Whether fishing bans can boost catches in nearby coastal waters is controversial. Now, new findings from an international team of marine scientists could help calm the waters. By measuring commercial catches and the number of trophy fish caught around reserves in the Caribbean and off Florida, the researchers determined that reserves do benefit adjacent fish stocks.
Scientists have already shown that closing swaths of the sea to human activity can produce sizable ecological benefits within reserves, from more diverse sea life to bigger schools of fish. But it's been difficult to determine whether establishing reserves also helps fish in neighboring waters. Such studies are challenging to conduct because researchers must find areas where they can compare catches before and after a reserve was established, and monitor all the relevant variables, such as the number of hours spent fishing and ocean conditions.
To measure the spillover benefits of reserves, Callum Roberts, a biologist at the University of York, U.K., and his colleagues focused on a 5-year-old network of reserves off the Caribbean island of St.
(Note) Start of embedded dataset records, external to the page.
use crate::{Field, QueryContext, fields_without, separated_by, write_integer};

/// Dialect printer turning table names and field descriptors into SQL text.
///
/// Values never appear in the text: every value is a positional placeholder and is bound by the
/// driver. Caller supplied clauses (where, order, group) are copied verbatim.
pub trait SqlWriter {
    fn as_dyn(&self) -> &dyn SqlWriter;

    /// Escape occurrences of `search` char with `replace` while copying into buffer.
    fn write_escaped(&self, out: &mut String, value: &str, search: char, replace: &str) {
        let mut position = 0;
        for (i, c) in value.char_indices() {
            if c == search {
                out.push_str(&value[position..i]);
                out.push_str(replace);
                position = i + c.len_utf8();
            }
        }
        out.push_str(&value[position..]);
    }

    /// Quote identifiers ("name") doubling inner quotes.
    fn write_identifier_quoted(&self, out: &mut String, value: &str) {
        out.push('"');
        self.write_escaped(out, value, '"', "\"\"");
        out.push('"');
    }

    /// Render a table name, `schema.table` is quoted part by part.
    fn write_table_ref(&self, out: &mut String, table: &str) {
        separated_by(
            out,
            table.split('.'),
            |out, part| self.write_identifier_quoted(out, part),
            ".",
        );
    }

    /// Placeholder of the parameter at `index` (1 based).
    fn write_placeholder(&self, out: &mut String, _index: usize) {
        out.push('?');
    }

    fn write_column_list<'a>(&self, out: &mut String, fields: &mut dyn Iterator<Item = &'a Field>) {
        separated_by(
            out,
            fields,
            |out, f| self.write_identifier_quoted(out, &f.name),
            ", ",
        );
    }

    /// Render the context clauses in the order GROUP BY, ORDER BY, LIMIT, OFFSET.
    fn write_query_context(&self, out: &mut String, context: &QueryContext) {
        if !context.group().is_empty() {
            out.push_str("\nGROUP BY ");
            out.push_str(context.group());
        }
        if !context.order().is_empty() {
            out.push_str("\nORDER BY ");
            out.push_str(context.order());
        }
        if let Some(limit) = context.limit() {
            out.push_str("\nLIMIT ");
            write_integer(out, limit);
        }
        if let Some(skip) = context.skip() {
            out.push_str("\nOFFSET ");
            write_integer(out, skip);
        }
    }

    /// Emit SELECT statement (projection, FROM, optional WHERE, context clauses).
    ///
    /// A blank `condition` omits the WHERE clause, the caller must not bind arguments for it.
    fn write_select(
        &self,
        out: &mut String,
        table: &str,
        fields: &[Field],
        condition: Option<&str>,
        context: &QueryContext,
    ) {
        out.reserve(64 + fields.len() * 24);
        out.push_str("SELECT ");
        self.write_column_list(out, &mut fields.iter());
        out.push_str("\nFROM ");
        self.write_table_ref(out, table);
        if let Some(condition) = condition.filter(|v| !v.trim().is_empty()) {
            out.push_str("\nWHERE ");
            out.push_str(condition);
        }
        self.write_query_context(out, context);
    }

    /// Emit SELECT of the single row identified by the key, bound as parameter 1.
    fn write_select_by_key(&self, out: &mut String, table: &str, fields: &[Field], id: &Field) {
        let mut condition = String::with_capacity(id.name.len() + 8);
        self.write_identifier_quoted(&mut condition, &id.name);
        condition.push_str(" = ");
        self.write_placeholder(&mut condition, 1);
        self.write_select(
            out,
            table,
            fields,
            Some(condition.as_str()),
            &QueryContext::new().with_limit(1),
        );
    }

    /// Emit INSERT of the non key columns (parameters from 1) returning the key.
    fn write_insert(&self, out: &mut String, table: &str, fields: &[Field], id: &Field) {
        out.reserve(64 + fields.len() * 32);
        out.push_str("INSERT INTO ");
        self.write_table_ref(out, table);
        let columns = fields_without(fields, id);
        if columns.clone().next().is_none() {
            out.push_str(" DEFAULT VALUES");
        } else {
            out.push_str(" (");
            self.write_column_list(out, &mut columns.clone());
            out.push_str(")\nVALUES (");
            separated_by(
                out,
                columns.enumerate(),
                |out, (i, _)| self.write_placeholder(out, i + 1),
                ", ",
            );
            out.push(')');
        }
        out.push_str("\nRETURNING ");
        self.write_identifier_quoted(out, &id.name);
    }

    /// Emit UPDATE of the non key columns: the key is parameter 1, the columns follow from 2.
    fn write_update(&self, out: &mut String, table: &str, fields: &[Field], id: &Field) {
        out.reserve(64 + fields.len() * 32);
        out.push_str("UPDATE ");
        self.write_table_ref(out, table);
        out.push_str("\nSET ");
        separated_by(
            out,
            fields_without(fields, id).enumerate(),
            |out, (i, f)| {
                self.write_identifier_quoted(out, &f.name);
                out.push_str(" = ");
                self.write_placeholder(out, i + 2);
            },
            ", ",
        );
        out.push_str("\nWHERE ");
        self.write_identifier_quoted(out, &id.name);
        out.push_str(" = ");
        self.write_placeholder(out, 1);
    }

    /// Emit DELETE of the row identified by the key, bound as parameter 1.
    fn write_delete(&self, out: &mut String, table: &str, id: &Field) {
        out.push_str("DELETE FROM ");
        self.write_table_ref(out, table);
        out.push_str("\nWHERE ");
        self.write_identifier_quoted(out, &id.name);
        out.push_str(" = ");
        self.write_placeholder(out, 1);
    }
}

/// Fallback generic SQL writer, `?` placeholders.
#[derive(Default, Debug, Clone, Copy)]
pub struct GenericSqlWriter;

impl GenericSqlWriter {
    pub const fn new() -> Self {
        Self
    }
}

impl SqlWriter for GenericSqlWriter {
    fn as_dyn(&self) -> &dyn SqlWriter {
        self
    }
}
Lucia and an area off NASA's Cape Canaveral rocket-launching site in Florida that had been closed for nearly 40 years. As the researchers report in the 30 November issue of Science, the reserves in St. Lucia increased catches in nearby areas by up to 90%, compared to pre-reserve numbers. Off Florida, they found that sport anglers fishing around a 40-square-kilometer area closed in 1962 have landed a disproportionate number of world- and state-record fish. Although the studied reserves were small, Roberts says the findings--when combined with sketchier data from bigger closures--make a compelling argument in favor of reserves.
One researcher, however, cautions that reserves are just one tool available to fisheries managers. "The question is, 'What role should [reserves] play in the mix of regulatory options?' " says Ray Hilborn, a fisheries biologist at the University of Washington, Seattle. Hilborn argues that less severe moves--from closed seasons to size limits--could produce equally significant fisheries improvements.
Meanwhile, some influential fishing groups and politicians are fighting reserves in U.S. waters. In August, the American Sportfishing Association and other groups convinced Senators John Breaux (D-LA) and Kay Bailey Hutchison (R-TX) to introduce the Freedom to Fish Act (S. 1314), which would require government planners to make reserves as small as possible.